Talks at next year’s United Nations Climate Change Conference in Paris are unlikely to result in the goal of slowing climate change and keeping global temperatures below two degrees Celcius, according to a study by the Massachusetts Institute of Technology, as reported by The Hill.
The MIT study examines the steps that the major players in the talks have taken to fight climate change, as well as the emissions reductions they are working to set individually, to create a model of what the final agreement might look like.
According to the study, US involvement in any future climate work is “crucial,” and the agreement reached in 2015 can be expected to “bend the curve of global emissions but will not put the globe on the path consistent with commonly stated long-term climate goals.”
The study also states that in the next 18 months before the talks, negotiations between leaders will have a significant influence on global greenhouse gas emissions as far out as 2045 or 2050.

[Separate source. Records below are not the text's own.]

//! Attaching build scan links to the report of a completed workflow run.
//!
//! The report comment and check run are produced by another process, so both are located by
//! content and only rewritten when patching actually changes them. A fresh summary check run
//! listing every build scan is created on each invocation.

use std::{fmt, path::Path};

use anyhow::{Context, Result};
use chrono::Utc;
use pr_actions_core::{
    commands::format_command, config::InjectConfig, models::BuildStatuses, patch::patch_body,
    summary::generate_scan_table, workflow_run_marker,
};

use crate::{
    api::{CheckRunOutput, NewCheckRun, RemoteApi, WorkflowRun},
    locate::{PollPolicy, find_check_run, find_comment},
};

#[derive(Debug, Clone, Eq, PartialEq)]
pub struct InjectSettings {
    pub marker_tool_id: String,
    pub check_run_title_prefix: String,
    pub summary_name: String,
    pub poll: PollPolicy,
}

impl From<&InjectConfig> for InjectSettings {
    fn from(config: &InjectConfig) -> Self {
        Self {
            marker_tool_id: config.marker_tool_id.clone(),
            check_run_title_prefix: config.check_run_title_prefix.clone(),
            summary_name: config.summary_name.clone(),
            poll: PollPolicy::from(&config.poll),
        }
    }
}

impl Default for InjectSettings {
    fn default() -> Self { Self::from(&InjectConfig::default()) }
}

#[derive(Debug, Clone, Copy, Eq, PartialEq)]
pub enum SkipReason {
    StatusFileUnavailable,
    MissingRunId,
}

impl fmt::Display for SkipReason {
    fn fmt(&self, f: &mut fmt::Formatter<'_>) -> fmt::Result {
        f.write_str(match self {
            Self::StatusFileUnavailable => "Build status file is not readable, ignoring",
            Self::MissingRunId => "No workflow run id provided, ignoring",
        })
    }
}

#[derive(Debug, Clone, Eq, PartialEq)]
pub enum StepOutcome {
    Updated,
    Unchanged,
    NotFound,
    Created,
    Failed(String),
}

#[derive(Debug, Clone, Eq, PartialEq)]
pub struct InjectReport {
    pub comment: StepOutcome,
    pub check_run: StepOutcome,
    pub summary: StepOutcome,
    pub warnings: Vec<String>,
    /// Reported as error annotations, the invocation still succeeds.
    pub errors: Vec<String>,
}

#[derive(Debug, Clone, Eq, PartialEq)]
pub enum InjectOutcome {
    Skipped(SkipReason),
    /// The workflow run was cancelled, nothing was written.
    Cancelled,
    Completed(InjectReport),
}

impl InjectOutcome {
    /// Workflow commands surfacing skips, warnings and step errors in the run log.
    pub fn annotations(&self) -> Vec<String> {
        match self {
            Self::Skipped(reason) => vec![format_command("warning", reason)],
            Self::Cancelled => vec![],
            Self::Completed(report) => report
                .warnings
                .iter()
                .map(|warning| format_command("warning", warning))
                .chain(report.errors.iter().map(|error| format_command("error", error)))
                .collect(),
        }
    }
}

/// Both inputs needed to do any work. The status file is checked before the run id.
pub fn required_inputs(
    status_data: Option<&[u8]>,
    run_id: Option<u64>,
) -> Result<(&[u8], u64), SkipReason> {
    let status_data = status_data.ok_or(SkipReason::StatusFileUnavailable)?;
    let run_id = run_id.ok_or(SkipReason::MissingRunId)?;
    Ok((status_data, run_id))
}

/// Reads the build status file. A missing or unreadable file is an expected condition.
pub async fn read_status_file(path: &Path) -> Option<Vec<u8>> {
    match tokio::fs::read(path).await {
        Ok(data) => Some(data),
        Err(e) => {
            tracing::warn!("{} is not readable: {}", path.display(), e);
            None
        }
    }
}

pub async fn inject_build_scans(
    api: &dyn RemoteApi,
    status_data: Option<&[u8]>,
    run_id: Option<u64>,
    settings: &InjectSettings,
) -> Result<InjectOutcome> {
    let (status_data, run_id) = match required_inputs(status_data, run_id) {
        Ok(inputs) => inputs,
        Err(reason) => {
            tracing::warn!("{}", reason);
            return Ok(InjectOutcome::Skipped(reason));
        }
    };
    let statuses = BuildStatuses::parse(status_data).context("Unable to parse build status file")?;

    let pull_request = api.pull_request(statuses.pr_number).await.with_context(|| {
        format!("Error trying to attach build scans to pull request #{}", statuses.pr_number)
    })?;
    let run = api.workflow_run(run_id).await.with_context(|| {
        format!("Error trying to attach build scans to pull request #{}", statuses.pr_number)
    })?;
    if run.is_cancelled() {
        tracing::info!("Workflow run {} was cancelled, skipping", run.id);
        return Ok(InjectOutcome::Cancelled);
    }
    tracing::info!(
        "Attaching {} build scans to pull request #{} (workflow run {}, {})",
        statuses.builds().len(),
        pull_request.number,
        run.id,
        run.head_sha
    );

    let scan_links = statuses.scan_links();
    let mut warnings = Vec::new();
    let mut errors = Vec::new();

    let comment =
        match update_report_comment(api, &run, pull_request.number, &scan_links, settings).await {
            Ok(StepOutcome::NotFound) => {
                push_warning(&mut warnings, "Unable to find a report comment to update");
                StepOutcome::NotFound
            }
            Ok(outcome) => outcome,
            Err(e) => {
                let message = format!("Unable to update the pull request comment: {e:#}");
                push_warning(&mut warnings, &message);
                StepOutcome::Failed(message)
            }
        };

    let check_run = match update_report_check_run(api, &run, &scan_links, settings).await {
        Ok(StepOutcome::NotFound) => {
            push_warning(&mut warnings, "Unable to find a report check run to update");
            StepOutcome::NotFound
        }
        Ok(outcome) => outcome,
        Err(e) => {
            let message = format!("Unable to update the report check run: {e:#}");
            push_warning(&mut warnings, &message);
            StepOutcome::Failed(message)
        }
    };

    let summary = match create_summary_check_run(api, &run, &statuses, settings).await {
        Ok(()) => StepOutcome::Created,
        Err(e) => {
            let message = format!("Unable to create a check run with build scans: {e:#}");
            tracing::error!("{}", message);
            errors.push(message.clone());
            StepOutcome::Failed(message)
        }
    };

    Ok(InjectOutcome::Completed(InjectReport { comment, check_run, summary, warnings, errors }))
}

fn push_warning(warnings: &mut Vec<String>, message: &str) {
    tracing::warn!("{}", message);
    warnings.push(message.to_string());
}

async fn update_report_comment(
    api: &dyn RemoteApi,
    run: &WorkflowRun,
    number: u64,
    scan_links: &[(&str, &str)],
    settings: &InjectSettings,
) -> Result<StepOutcome> {
    let marker = workflow_run_marker(&settings.marker_tool_id, run.id);
    let Some(comment) = find_comment(api, number, run.created_at, &marker, &settings.poll).await?
    else {
        return Ok(StepOutcome::NotFound);
    };
    let patched = patch_body(&comment.body, scan_links);
    if !patched.changed {
        tracing::info!("Report comment {} is already up to date", comment.id);
        return Ok(StepOutcome::Unchanged);
    }
    api.update_comment(comment.id, &patched.body).await?;
    tracing::info!("Updated report comment {}", comment.id);
    Ok(StepOutcome::Updated)
}

async fn update_report_check_run(
    api: &dyn RemoteApi,
    run: &WorkflowRun,
    scan_links: &[(&str, &str)],
    settings: &InjectSettings,
) -> Result<StepOutcome> {
    let Some(check_run) =
        find_check_run(api, &run.head_sha, &settings.check_run_title_prefix).await?
    else {
        return Ok(StepOutcome::NotFound);
    };
    let mut output = check_run.output;
    let mut changed = false;
    for field in [&mut output.summary, &mut output.text] {
        if let Some(value) = field {
            let patched = patch_body(value, scan_links);
            if patched.changed {
                *value = patched.body;
                changed = true;
            }
        }
    }
    if !changed {
        tracing::info!("Report check run {} is already up to date", check_run.id);
        return Ok(StepOutcome::Unchanged);
    }
    api.update_check_run_output(check_run.id, &output).await?;
    tracing::info!("Updated report check run {}", check_run.id);
    Ok(StepOutcome::Updated)
}

async fn create_summary_check_run(
    api: &dyn RemoteApi,
    run: &WorkflowRun,
    statuses: &BuildStatuses,
    settings: &InjectSettings,
) -> Result<()> {
    let name = settings.summary_name.clone();
    let check_run = api
        .create_check_run(&NewCheckRun {
            name: name.clone(),
            head_sha: run.head_sha.clone(),
            status: "completed".to_string(),
            conclusion: "neutral".to_string(),
            completed_at: Utc::now(),
            output: CheckRunOutput {
                title: Some(name.clone()),
                summary: Some(name),
                text: Some(generate_scan_table(statuses)),
            },
        })
        .await?;
    tracing::info!("Created check run {} ({})", check_run.id, check_run.name);
    Ok(())
}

Henry D. Jacoby of MIT says he sees emissions increasing through 2030 and on into subsequent decades if there is not an additional international agreement. Jacoby goes on to ask what the nature of a follow-up process will be if, in the early stages of the negotiation, it is clear that the world is not getting on a path to temperature goals.
In the US, there has been both support and opposition to policies regarding climate change. Late last year, over 40 businesses, including General Motors, Nike and Levi Strauss, signed the Climate Declaration, which called upon federal policymakers to address climate change as an economic opportunity.
However, after the release of proposed climate change goals by the Obama administration earlier this year, a number of businesses voiced their opposition. In specific, Exxon Mobil released a report saying that climate change policies could pose significant risks to the value of its assets and future profitability.